With content marketing, you create media that people will seek out as they search for information. After decades of traditional advertising interrupting consumers to hijack attention, people appreciate content marketing’s clever approach of waiting for them to look for information when ready to solve a problem.
Benefits of Content Marketing
Content marketing aims to:
- Promote brand awareness
- Establish trust in your brand
- Keep you top-of-mind when buyers are ready to buy
You accomplish this goal by attracting, engaging, and retaining your customers through planning, creating, publishing, and sharing content that informs rather than sells.
Educating and entertaining your audience when and where they choose allows them to see your brand as a helpful authority. They’ll remember you with much more positive feelings than would be generated by an in-your-face, interruptive ad.
Your non-promotional content can be blogs, videos, podcasts, or other media, depending on where your audience lives on the internet and their preferred form of content.
Content Marketing Types
When you know which content types and platforms your audience prefers to get their information through, it is easy to choose the best kind of content to connect with them.
- Video content is now the most preferred form overall.
- Blog posts are still a favorite.
- Podcasts are continually growing in popularity.
- Infographics communicate a large amount of information at a glance.
- Email remains many people's favorite way to get news about brands.
- Guides for using products or processes are popular.
- Ebooks establish your authority as a knowledgeable source.
- Case studies succinctly present how a business solved a problem using your product.
- White papers go into depth on a problem and your solution.
- Press reports spread the word and generate backlinks.
Regardless of which content types you use to connect with your target groups, there are other, just as important considerations that contribute to the success or failure of your content marketing strategy.
Why Your Content Marketing Strategy Isn’t Working
A high-performing content marketing strategy embraces multiple moving parts. If you miss any of these critical factors, your entire content production effort will suffer. However, when they all work together, you can enjoy results like Patagonia and Laura Mercier, some of the best examples of content marketing.

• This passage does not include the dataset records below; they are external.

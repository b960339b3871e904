//! iTunes Search API adapter.

use reqwest::Client;
use serde::Deserialize;
use tunescout_core::AlbumMatch;

use super::{endpoint, fetch_json, ProviderError};

/// iTunes Search API response structure
#[derive(Debug, Deserialize)]
#[serde(rename_all = "camelCase")]
struct SearchResponse {
    #[serde(default)]
    results: Vec<SearchResult>,
}

#[derive(Debug, Deserialize)]
#[serde(rename_all = "camelCase")]
struct SearchResult {
    #[serde(default)]
    collection_id: Option<u64>,
    #[serde(default)]
    collection_name: Option<String>,
    #[serde(default)]
    artist_name: Option<String>,
    #[serde(default, rename = "artworkUrl100")]
    artwork_url_100: Option<String>,
    #[serde(default)]
    release_date: Option<String>,
    #[serde(default)]
    track_count: Option<u32>,
    #[serde(default)]
    primary_genre_name: Option<String>,
    #[serde(default)]
    collection_view_url: Option<String>,
}

impl SearchResult {
    /// Results without a collection name are not albums and are dropped.
    fn into_album(self) -> Option<AlbumMatch> {
        Some(AlbumMatch {
            collection_id: self.collection_id,
            collection_name: self.collection_name?,
            artist_name: self.artist_name,
            artwork_url: self.artwork_url_100,
            release_date: self.release_date,
            track_count: self.track_count,
            primary_genre: self.primary_genre_name,
            store_url: self.collection_view_url,
        })
    }
}

#[derive(Debug, Clone)]
pub struct ItunesClient {
    http: Client,
    base_url: String,
}

impl ItunesClient {
    pub fn new(http: Client, base_url: impl Into<String>) -> Self {
        ItunesClient {
            http,
            base_url: base_url.into(),
        }
    }

    /// Searches albums matching `term`, returning at most `limit` entries.
    pub async fn search_albums(
        &self,
        term: &str,
        limit: u32,
    ) -> Result<Vec<AlbumMatch>, ProviderError> {
        tracing::debug!("searching albums via iTunes: term='{}', limit={}", term, limit);

        let limit = limit.to_string();
        let call = self.http.get(endpoint(&self.base_url, "search")).query(&[
            ("term", term),
            ("media", "music"),
            ("entity", "album"),
            ("limit", limit.as_str()),
        ]);

        let data = fetch_json(call).await.map_err(|err| {
            tracing::warn!(term, "iTunes album search failed: {}", err);
            err
        })?;
        let parsed: SearchResponse = serde_json::from_value(data).map_err(|err| {
            tracing::warn!(term, "iTunes response had unexpected shape: {}", err);
            ProviderError::from(err)
        })?;

        Ok(parsed
            .results
            .into_iter()
            .filter_map(SearchResult::into_album)
            .collect())
    }

    /// Looks up a single album by artist and album name.
    ///
    /// Returns `Ok(None)` when the provider has no match.
    pub async fn find_album(
        &self,
        artist_name: &str,
        album_name: &str,
    ) -> Result<Option<AlbumMatch>, ProviderError> {
        let term = format!("{} {}", artist_name, album_name);
        let albums = self.search_albums(&term, 1).await?;
        if albums.is_empty() {
            tracing::debug!("no album found for: {} - {}", artist_name, album_name);
        }
        Ok(albums.into_iter().next())
    }
}

#[cfg(test)]
mod tests {
    use serde_json::json;

    use super::*;

    #[test]
    fn maps_itunes_fields_to_album_match() {
        let data = json!({
            "resultCount": 2,
            "results": [
                {
                    "wrapperType": "collection",
                    "collectionId": 1440843519u64,
                    "collectionName": "Slippery When Wet",
                    "artistName": "Bon Jovi",
                    "artworkUrl100": "https://is1-ssl.mzstatic.com/image/100x100bb.jpg",
                    "releaseDate": "1986-08-18T07:00:00Z",
                    "trackCount": 10,
                    "primaryGenreName": "Rock",
                    "collectionViewUrl": "https://music.apple.com/us/album/1440843519"
                },
                { "wrapperType": "artist", "artistName": "Bon Jovi" }
            ]
        });

        let parsed: SearchResponse = serde_json::from_value(data).unwrap();
        let albums: Vec<AlbumMatch> = parsed
            .results
            .into_iter()
            .filter_map(SearchResult::into_album)
            .collect();

        assert_eq!(albums.len(), 1);
        let album = &albums[0];
        assert_eq!(album.collection_id, Some(1440843519));
        assert_eq!(album.collection_name, "Slippery When Wet");
        assert_eq!(album.artist_name.as_deref(), Some("Bon Jovi"));
        assert_eq!(
            album.artwork_url.as_deref(),
            Some("https://is1-ssl.mzstatic.com/image/100x100bb.jpg")
        );
        assert_eq!(album.track_count, Some(10));
        assert_eq!(album.primary_genre.as_deref(), Some("Rock"));
    }

    #[test]
    fn missing_results_field_is_empty() {
        let parsed: SearchResponse = serde_json::from_value(json!({ "resultCount": 0 })).unwrap();
        assert!(parsed.results.is_empty());
    }
}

These are twelve must-haves for a content marketing strategy that works.
1. Content Strategist/Director
No content strategist equals no cohesiveness or direction. Producing content randomly without professional guidance and hoping for the best is like throwing spaghetti at a wall to see if it’s cooked — certain pieces may stick, but it's a mess.
A professional responsible for planning, producing, publishing, sharing, and evaluating your content will ensure you get the results your company needs.
While it’s best to have your content director in-house so they can easily coordinate with other departments or team members, you can also obtain excellent results when outsourcing with an agency or freelancer.
2. Content Calendar
Without a content calendar, nobody knows what’s going on.
A content calendar allows your team to brainstorm ideas and provides visibility. It clearly shows who is responsible for delivering what projects and when they are due. It also maintains consistency and makes smooth pivots possible.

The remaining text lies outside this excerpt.